Question: Answer in Excel sheet and show the calculation. Pls do not copy paste from other source include your expert friend On January 2, 2019, Potter

Answer in Excel sheet and show the calculation. Pls do not copy paste from other source include your expert friend

On January 2, 2019, Potter Company, a U.S.-based company, acquired for 2,000,000 francs an 80% interest in Slytherin Company, a Swiss company. On January 2, 2019, Slytherin Company reported a retained earnings balance of 480,000 francs. Slytherins books are maintained in Swiss francs and are in conformity with U.S. generally accepted accounting principles.
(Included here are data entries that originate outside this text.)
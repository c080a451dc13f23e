//! Error types shared by the checker, formatter and command layers.

use crate::model::PackageType;
use crate::output::OutputFormat;
use std::path::PathBuf;
use thiserror::Error;

/// A check that could not be completed.
///
/// Inside a batch these are reported to post-check callbacks and skipped.
/// Everywhere else they fail the command.
#[derive(Debug, Error)]
pub enum CheckError {
    #[error("No vulnerability data found for {} '{}'", .package_type.as_str(), .slug)]
    NotFound {
        package_type: PackageType,
        slug: String,
    },

    #[error("A {} slug must not be empty", .package_type.as_str())]
    EmptySlug { package_type: PackageType },

    #[error("Failed to load vulnerability database: {}\nDetails: {details}", .path.display())]
    Database { path: PathBuf, details: String },

    #[error("Failed to scan WordPress install: {}\nDetails: {details}", .path.display())]
    Scan { path: PathBuf, details: String },

    #[error("Could not determine the installed WordPress version")]
    MissingCoreVersion,
}

/// Rejected `--fields` values.
#[derive(Debug, Clone, PartialEq, Eq, Error)]
pub enum FieldError {
    #[error("{}", invalid_fields_message(.0))]
    Invalid(Vec<String>),

    #[error("At least one field must be requested")]
    Empty,
}

fn invalid_fields_message(names: &[String]) -> String {
    if names.len() == 1 {
        format!("{} is not a valid field", names[0])
    } else {
        format!("{} are not valid fields", names.join(", "))
    }
}

/// Misuse of the progress reporter lifecycle.
#[derive(Debug, Clone, Copy, PartialEq, Eq, Error)]
pub enum ProgressError {
    #[error("Too much progress for one request: a progress bar is already open")]
    AlreadyOpen,
}

#[derive(Debug, Error)]
pub enum CommandError {
    #[error(transparent)]
    Check(#[from] CheckError),

    #[error(transparent)]
    Fields(#[from] FieldError),

    #[error(transparent)]
    Progress(#[from] ProgressError),

    #[error("Failed to render {format} output: {details}")]
    Render {
        format: OutputFormat,
        details: String,
    },
}

#[cfg(test)]
mod tests {
    use super::*;

    #[test]
    fn test_single_invalid_field_message() {
        let error = FieldError::Invalid(vec!["foo".to_string()]);
        assert_eq!(error.to_string(), "foo is not a valid field");
    }

    #[test]
    fn test_multiple_invalid_fields_message() {
        let error = FieldError::Invalid(vec!["foo".to_string(), "bar".to_string()]);
        assert_eq!(error.to_string(), "foo, bar are not valid fields");
    }

    #[test]
    fn test_not_found_display() {
        let error = CheckError::NotFound {
            package_type: PackageType::Plugin,
            slug: "akismet".to_string(),
        };
        assert_eq!(
            error.to_string(),
            "No vulnerability data found for plugin 'akismet'"
        );
    }

    #[test]
    fn test_command_error_is_transparent() {
        let error: CommandError = FieldError::Invalid(vec!["foo".to_string()]).into();
        assert_eq!(error.to_string(), "foo is not a valid field");

        let error: CommandError = ProgressError::AlreadyOpen.into();
        assert!(error.to_string().contains("Too much progress"));
    }

    #[test]
    fn test_database_error_display() {
        let error = CheckError::Database {
            path: PathBuf::from("/tmp/db.json"),
            details: "expected value".to_string(),
        };
        let display = error.to_string();
        assert!(display.contains("/tmp/db.json"));
        assert!(display.contains("expected value"));
    }
}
Trial balances of the two companies as of December 31, 2020, are presented here:

Debits P Company (Dollars) S Company (Swiss Francs)
Cash 500,200 962,500
Accounts Receivable 516,400 660,000
Inventories (FIFO cost) 627,800 1,037,000
Investment in S Company 300,000 -
Land 450,000 500,000
Buildings (net) 610,000 550,000
Equipment (net) 563,000 405,000
Dividends Declared 200,000 375,000
Cost of Goods Sold 2,720,000 2,313,000
Depreciation Expense 210,000 125,000
Other Expense 914,000 818,800
Income Tax Expense 100,000 102,000
Totals 7,711,400 7,848,300
Credits P Company (Dollars) S Company (Swiss Francs)
Accounts Payable 540,000 800,000
Short-term Notes Payable 300,000 650,300
Bonds Payable 700,000 850,000
Common Stock 800,000 960,000
Additional Paid-in Capita 300,000 300,000
Retained Earnings, 1/1 544,400 513,000
Sales 4,200,000 3,775,000
Dividend Income 327,000 -
Totals 7,711,400 7,848,300

Other information related to the subsidiary follows:

1. Beginning inventory of 830,000 Swiss francs was acquired when the exchange rate was $1.078.
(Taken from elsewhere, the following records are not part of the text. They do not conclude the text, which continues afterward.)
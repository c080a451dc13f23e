//! Configuration file handling.
//!
//! This module provides loading and saving of soter configuration from a
//! TOML file.
//!
//! # Configuration Location
//!
//! The configuration file is stored at:
//! - Linux: `~/.config/soter/config.toml`
//! - macOS: `~/Library/Application Support/soter/config.toml`
//! - Windows: `%APPDATA%\soter\config.toml`
//!
//! # Example Configuration
//!
//! ```toml
//! default_format = "table"
//! default_fields = "package_type,package_slug,title,vuln_type,fixed_in"
//! wordpress_path = "/var/www/html"
//! database_path = "/var/lib/soter/vulnerabilities.json"
//!
//! [ignore]
//! plugins = ["akismet"]
//! themes = []
//! wordpresses = ["474"]
//! ```

use anyhow::{Context, Result};
use serde::{Deserialize, Serialize};
use std::fs;
use std::path::{Path, PathBuf};

use crate::checker::CheckScope;
use crate::output::DEFAULT_FIELDS;

/// Application configuration.
///
/// Command line flags always win over these values.
///
/// # Example
///
/// ```no_run
/// use soter::Config;
///
/// // Load from file (or use defaults if file doesn't exist)
/// let config = Config::load().unwrap();
///
/// println!("Default format: {}", config.default_format);
/// ```
#[derive(Debug, Clone, PartialEq, Serialize, Deserialize)]
#[serde(default)]
pub struct Config {
    /// Output format when no `--format` flag is provided.
    ///
    /// Valid values: "table", "csv", "json", "yaml", "ids", "count"
    /// Default: "table"
    pub default_format: String,

    /// Comma separated fields when no `--fields` flag is provided.
    pub default_fields: String,

    /// WordPress root to scan when no `--path` flag is provided.
    ///
    /// Default: the current directory
    #[serde(skip_serializing_if = "Option::is_none")]
    pub wordpress_path: Option<PathBuf>,

    /// Vulnerability database file when no `--database` flag is provided.
    #[serde(skip_serializing_if = "Option::is_none")]
    pub database_path: Option<PathBuf>,

    /// Slugs always skipped by batch checks.
    #[serde(default)]
    pub ignore: IgnoreConfig,
}

/// Per-class slugs excluded from batch checks.
///
/// Core releases are listed by numeric slug (`"474"` for 4.7.4).
#[derive(Debug, Clone, Default, PartialEq, Eq, Serialize, Deserialize)]
#[serde(default)]
pub struct IgnoreConfig {
    pub plugins: Vec<String>,
    pub themes: Vec<String>,
    pub wordpresses: Vec<String>,
}

impl IgnoreConfig {
    /// Slugs ignored for a batch over `scope`. A site check combines every
    /// class.
    pub fn for_scope(&self, scope: CheckScope) -> Vec<String> {
        match scope {
            CheckScope::Plugins => self.plugins.clone(),
            CheckScope::Themes => self.themes.clone(),
            CheckScope::Wordpresses => self.wordpresses.clone(),
            CheckScope::Site => self
                .plugins
                .iter()
                .chain(&self.themes)
                .chain(&self.wordpresses)
                .cloned()
                .collect(),
        }
    }
}

impl Default for Config {
    fn default() -> Self {
        Self {
            default_format: "table".to_string(),
            default_fields: DEFAULT_FIELDS.to_string(),
            wordpress_path: None,
            database_path: None,
            ignore: IgnoreConfig::default(),
        }
    }
}

impl Config {
    /// Loads configuration from the config file.
    ///
    /// If the config file doesn't exist, returns default configuration.
    ///
    /// # Errors
    ///
    /// Returns an error if the config file exists but cannot be read or parsed.
    pub fn load() -> Result<Self> {
        Self::load_from(&Self::config_path())
    }

    pub fn load_from(path: &Path) -> Result<Self> {
        if !path.exists() {
            return Ok(Self::default());
        }

        let content = fs::read_to_string(path)
            .with_context(|| format!("Failed to read config file: {}", path.display()))?;
        let config: Config = toml::from_str(&content)
            .with_context(|| format!("Invalid config file: {}", path.display()))?;
        Ok(config)
    }

    /// Saves the configuration to the config file.
    ///
    /// Creates the parent directory if it doesn't exist.
    pub fn save(&self) -> Result<()> {
        self.save_to(&Self::config_path())
    }

    pub fn save_to(&self, path: &Path) -> Result<()> {
        if let Some(parent) = path.parent() {
            if !parent.exists() {
                fs::create_dir_all(parent)?;
            }
        }

        let content = toml::to_string_pretty(self)?;
        fs::write(path, content)?;
        Ok(())
    }

    /// Returns the path to the configuration file.
    ///
    /// # Example
    ///
    /// ```
    /// use soter::Config;
    ///
    /// let path = Config::config_path();
    /// assert!(path.ends_with("soter/config.toml"));
    /// ```
    pub fn config_path() -> PathBuf {
        dirs::config_dir()
            .unwrap_or_else(|| PathBuf::from("."))
            .join("soter")
            .join("config.toml")
    }

    /// Generates a string containing the default configuration.
    pub fn generate_default_config() -> String {
        let config = Config::default();
        toml::to_string_pretty(&config).unwrap_or_default()
    }
}

#[cfg(test)]
mod tests {
    use super::*;
    use tempfile::TempDir;

    #[test]
    fn test_config_default() {
        let config = Config::default();

        assert_eq!(config.default_format, "table");
        assert_eq!(config.default_fields, DEFAULT_FIELDS);
        assert!(config.wordpress_path.is_none());
        assert!(config.database_path.is_none());
        assert!(config.ignore.plugins.is_empty());
    }

    #[test]
    fn test_partial_config_uses_defaults() {
        let config: Config = toml::from_str(
            r#"
            default_format = "json"

            [ignore]
            wordpresses = ["474"]
            "#,
        )
        .unwrap();

        assert_eq!(config.default_format, "json");
        assert_eq!(config.default_fields, DEFAULT_FIELDS);
        assert_eq!(config.ignore.wordpresses, vec!["474"]);
        assert!(config.ignore.themes.is_empty());
    }

    #[test]
    fn test_ignore_for_scope() {
        let ignore = IgnoreConfig {
            plugins: vec!["akismet".to_string()],
            themes: vec!["twentyten".to_string()],
            wordpresses: vec!["474".to_string()],
        };

        assert_eq!(ignore.for_scope(CheckScope::Plugins), vec!["akismet"]);
        assert_eq!(ignore.for_scope(CheckScope::Wordpresses), vec!["474"]);
        assert_eq!(
            ignore.for_scope(CheckScope::Site),
            vec!["akismet", "twentyten", "474"]
        );
    }

    #[test]
    fn test_save_and_load() {
        let dir = TempDir::new().unwrap();
        let path = dir.path().join("nested").join("config.toml");

        let mut config = Config::default();
        config.database_path = Some(PathBuf::from("/tmp/db.json"));
        config.ignore.plugins.push("hello-dolly".to_string());
        config.save_to(&path).unwrap();

        assert_eq!(Config::load_from(&path).unwrap(), config);
    }

    #[test]
    fn test_missing_file_is_default() {
        let dir = TempDir::new().unwrap();
        let config = Config::load_from(&dir.path().join("absent.toml")).unwrap();
        assert_eq!(config, Config::default());
    }

    #[test]
    fn test_invalid_file_is_error() {
        let dir = TempDir::new().unwrap();
        let path = dir.path().join("config.toml");
        fs::write(&path, "default_format = [").unwrap();

        let err = Config::load_from(&path).unwrap_err();
        assert!(err.to_string().contains("Invalid config file"));
    }

    #[test]
    fn test_generate_default_config() {
        let text = Config::generate_default_config();
        assert!(text.contains("default_format = \"table\""));
        assert!(text.contains("[ignore]"));
    }
}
2. Purchases made uniformly throughout 2020 were 2,520,000 francs.

3. The Swiss franc is identified as the subsidiarys functional currency.

4. The subsidiarys beginning (1/1/20) retained earnings and cumulative translation adjustment (credit) in dollars were $175,948 and $390,691 respectively.

5. All plant assets were acquired before the parent obtained a controlling interest in the subsidiary.

6. Sales are made and all expenses are incurred uniformly throughout the year.

7. The ending inventory was acquired during the last quarter.

8. The subsidiary declared and paid dividends of 375,000 francs on September 2.

9. The following direct exchange rate quotations were available:

Date of subsidiary acquisition $1.07
Average for 2014 1.075
January 1, 2015 1.08
September 2, 2015 1.09
December 31, 2015 1.10
Average for the 4th quarter, 2015 1.095
Average for 2015 1.085

Required:

1. Convert the accounts of the foreign subsidiary, assuming that the U.S. dollar is the functional currency of both companies. For this problem assume that the subsidiarys beginning (1/1/20) retained earnings balance in the translated balance sheet is $551,055.

2. Prepare a schedule to verify the translation gain or loss, assuming a 637,000 Swiss franc net exposed liability position at the beginning of the year.